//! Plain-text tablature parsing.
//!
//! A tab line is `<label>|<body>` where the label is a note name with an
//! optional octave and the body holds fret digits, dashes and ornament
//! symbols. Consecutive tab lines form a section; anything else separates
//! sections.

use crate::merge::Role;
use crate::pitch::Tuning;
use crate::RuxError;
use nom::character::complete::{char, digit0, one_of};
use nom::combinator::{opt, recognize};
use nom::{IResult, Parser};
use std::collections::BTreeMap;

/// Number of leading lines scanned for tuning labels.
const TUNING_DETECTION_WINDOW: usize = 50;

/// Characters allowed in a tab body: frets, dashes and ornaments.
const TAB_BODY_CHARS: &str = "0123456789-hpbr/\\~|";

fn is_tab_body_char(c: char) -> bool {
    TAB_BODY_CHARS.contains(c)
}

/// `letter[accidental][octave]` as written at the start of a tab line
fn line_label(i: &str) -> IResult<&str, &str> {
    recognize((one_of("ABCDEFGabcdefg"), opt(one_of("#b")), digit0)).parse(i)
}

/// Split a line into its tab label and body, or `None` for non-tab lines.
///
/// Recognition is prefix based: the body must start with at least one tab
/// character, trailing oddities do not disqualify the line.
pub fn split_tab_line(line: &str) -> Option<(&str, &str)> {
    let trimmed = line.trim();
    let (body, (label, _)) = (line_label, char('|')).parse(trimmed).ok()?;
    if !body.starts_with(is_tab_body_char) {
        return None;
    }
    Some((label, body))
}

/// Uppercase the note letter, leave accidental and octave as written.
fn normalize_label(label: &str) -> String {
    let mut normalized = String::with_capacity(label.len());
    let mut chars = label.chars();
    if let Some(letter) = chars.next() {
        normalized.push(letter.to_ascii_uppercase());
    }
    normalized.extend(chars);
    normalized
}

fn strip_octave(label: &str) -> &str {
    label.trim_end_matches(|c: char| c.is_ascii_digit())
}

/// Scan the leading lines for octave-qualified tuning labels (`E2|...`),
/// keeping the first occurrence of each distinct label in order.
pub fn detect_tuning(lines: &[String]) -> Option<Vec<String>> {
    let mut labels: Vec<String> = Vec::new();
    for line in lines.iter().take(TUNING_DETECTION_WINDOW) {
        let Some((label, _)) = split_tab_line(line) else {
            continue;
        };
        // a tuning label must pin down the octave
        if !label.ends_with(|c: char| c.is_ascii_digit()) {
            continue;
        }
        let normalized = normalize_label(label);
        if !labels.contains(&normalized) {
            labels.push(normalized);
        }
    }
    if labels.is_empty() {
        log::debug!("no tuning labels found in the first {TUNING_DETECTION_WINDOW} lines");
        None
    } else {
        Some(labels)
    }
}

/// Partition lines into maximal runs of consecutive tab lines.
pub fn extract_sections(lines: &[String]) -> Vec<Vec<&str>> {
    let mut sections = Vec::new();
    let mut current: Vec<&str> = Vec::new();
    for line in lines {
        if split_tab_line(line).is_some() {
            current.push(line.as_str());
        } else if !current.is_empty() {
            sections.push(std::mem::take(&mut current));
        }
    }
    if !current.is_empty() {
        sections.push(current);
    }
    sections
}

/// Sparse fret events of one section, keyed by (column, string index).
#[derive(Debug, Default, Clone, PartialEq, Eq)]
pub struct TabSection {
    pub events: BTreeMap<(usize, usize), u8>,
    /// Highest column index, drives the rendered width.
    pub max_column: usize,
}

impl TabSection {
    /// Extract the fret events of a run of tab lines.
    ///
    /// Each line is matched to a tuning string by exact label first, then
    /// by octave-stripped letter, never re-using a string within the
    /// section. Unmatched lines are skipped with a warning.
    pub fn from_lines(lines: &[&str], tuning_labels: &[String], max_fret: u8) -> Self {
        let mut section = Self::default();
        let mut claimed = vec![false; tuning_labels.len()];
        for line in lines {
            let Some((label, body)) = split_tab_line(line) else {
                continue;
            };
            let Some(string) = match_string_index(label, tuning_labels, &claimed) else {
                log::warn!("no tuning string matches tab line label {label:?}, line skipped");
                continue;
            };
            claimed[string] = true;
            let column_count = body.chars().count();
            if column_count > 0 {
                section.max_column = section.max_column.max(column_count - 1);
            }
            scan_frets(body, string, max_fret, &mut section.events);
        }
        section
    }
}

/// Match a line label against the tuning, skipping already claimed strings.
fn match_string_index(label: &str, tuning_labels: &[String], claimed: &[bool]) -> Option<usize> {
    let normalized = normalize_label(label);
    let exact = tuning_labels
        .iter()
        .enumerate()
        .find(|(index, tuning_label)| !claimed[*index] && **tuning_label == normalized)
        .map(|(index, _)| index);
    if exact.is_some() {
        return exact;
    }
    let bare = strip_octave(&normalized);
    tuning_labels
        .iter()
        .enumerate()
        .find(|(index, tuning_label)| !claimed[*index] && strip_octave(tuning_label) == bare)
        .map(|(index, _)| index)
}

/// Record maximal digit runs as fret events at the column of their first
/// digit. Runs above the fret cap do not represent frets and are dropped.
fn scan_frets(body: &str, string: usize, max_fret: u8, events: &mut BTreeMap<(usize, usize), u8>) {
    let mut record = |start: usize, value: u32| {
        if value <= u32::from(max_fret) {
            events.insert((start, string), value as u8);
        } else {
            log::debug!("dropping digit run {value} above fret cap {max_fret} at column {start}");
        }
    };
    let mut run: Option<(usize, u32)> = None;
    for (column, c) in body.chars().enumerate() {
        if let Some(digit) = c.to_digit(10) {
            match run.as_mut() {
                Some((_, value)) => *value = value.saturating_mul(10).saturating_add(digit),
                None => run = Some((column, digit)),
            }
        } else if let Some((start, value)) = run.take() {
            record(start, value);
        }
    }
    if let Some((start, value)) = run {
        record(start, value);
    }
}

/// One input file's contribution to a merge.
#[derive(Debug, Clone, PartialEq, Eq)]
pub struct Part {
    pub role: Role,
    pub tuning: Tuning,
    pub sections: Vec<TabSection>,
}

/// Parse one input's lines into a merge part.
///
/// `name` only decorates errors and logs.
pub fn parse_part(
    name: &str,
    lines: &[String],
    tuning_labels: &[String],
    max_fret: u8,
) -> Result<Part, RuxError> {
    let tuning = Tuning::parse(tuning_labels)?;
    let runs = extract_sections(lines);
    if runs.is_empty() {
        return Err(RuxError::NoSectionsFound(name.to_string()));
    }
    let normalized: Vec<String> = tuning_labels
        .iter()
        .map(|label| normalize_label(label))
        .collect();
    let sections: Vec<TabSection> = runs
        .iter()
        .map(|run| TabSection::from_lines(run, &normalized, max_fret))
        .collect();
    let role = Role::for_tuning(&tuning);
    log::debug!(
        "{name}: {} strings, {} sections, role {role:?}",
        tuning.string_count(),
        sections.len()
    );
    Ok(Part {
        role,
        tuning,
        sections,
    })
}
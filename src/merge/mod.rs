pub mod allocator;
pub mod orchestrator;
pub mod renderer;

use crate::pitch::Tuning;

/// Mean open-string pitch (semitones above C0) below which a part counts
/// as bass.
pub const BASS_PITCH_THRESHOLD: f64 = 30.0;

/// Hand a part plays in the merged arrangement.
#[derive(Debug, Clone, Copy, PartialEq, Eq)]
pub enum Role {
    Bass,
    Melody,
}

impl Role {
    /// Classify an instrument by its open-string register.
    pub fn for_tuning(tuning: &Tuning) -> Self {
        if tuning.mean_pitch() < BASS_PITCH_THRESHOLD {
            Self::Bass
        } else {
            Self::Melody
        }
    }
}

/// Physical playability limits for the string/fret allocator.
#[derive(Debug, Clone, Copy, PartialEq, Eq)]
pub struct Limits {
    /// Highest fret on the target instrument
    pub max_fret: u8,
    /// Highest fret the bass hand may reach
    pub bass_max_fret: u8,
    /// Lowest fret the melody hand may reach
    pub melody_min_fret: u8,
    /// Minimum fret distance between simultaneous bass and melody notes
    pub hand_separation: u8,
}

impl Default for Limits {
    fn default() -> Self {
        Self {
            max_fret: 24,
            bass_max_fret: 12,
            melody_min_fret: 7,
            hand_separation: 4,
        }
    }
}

━━━━━━━━━━━━━━━━━━━━━━━━━━━━━━

#### Task goal:
Print exactly the lines of the listing above starting at the line containing "of their first" and ending at the line containing "let tuning = Tuning::parse(tuning_labels)?;", both included.

#### Result for this exercise:
/// Record maximal digit runs as fret events at the column of their first
/// digit. Runs above the fret cap do not represent frets and are dropped.
fn scan_frets(body: &str, string: usize, max_fret: u8, events: &mut BTreeMap<(usize, usize), u8>) {
    let mut record = |start: usize, value: u32| {
        if value <= u32::from(max_fret) {
            events.insert((start, string), value as u8);
        } else {
            log::debug!("dropping digit run {value} above fret cap {max_fret} at column {start}");
        }
    };
    let mut run: Option<(usize, u32)> = None;
    for (column, c) in body.chars().enumerate() {
        if let Some(digit) = c.to_digit(10) {
            match run.as_mut() {
                Some((_, value)) => *value = value.saturating_mul(10).saturating_add(digit),
                None => run = Some((column, digit)),
            }
        } else if let Some((start, value)) = run.take() {
            record(start, value);
        }
    }
    if let Some((start, value)) = run {
        record(start, value);
    }
}

/// One input file's contribution to a merge.
#[derive(Debug, Clone, PartialEq, Eq)]
pub struct Part {
    pub role: Role,
    pub tuning: Tuning,
    pub sections: Vec<TabSection>,
}

/// Parse one input's lines into a merge part.
///
/// `name` only decorates errors and logs.
pub fn parse_part(
    name: &str,
    lines: &[String],
    tuning_labels: &[String],
    max_fret: u8,
) -> Result<Part, RuxError> {
    let tuning = Tuning::parse(tuning_labels)?;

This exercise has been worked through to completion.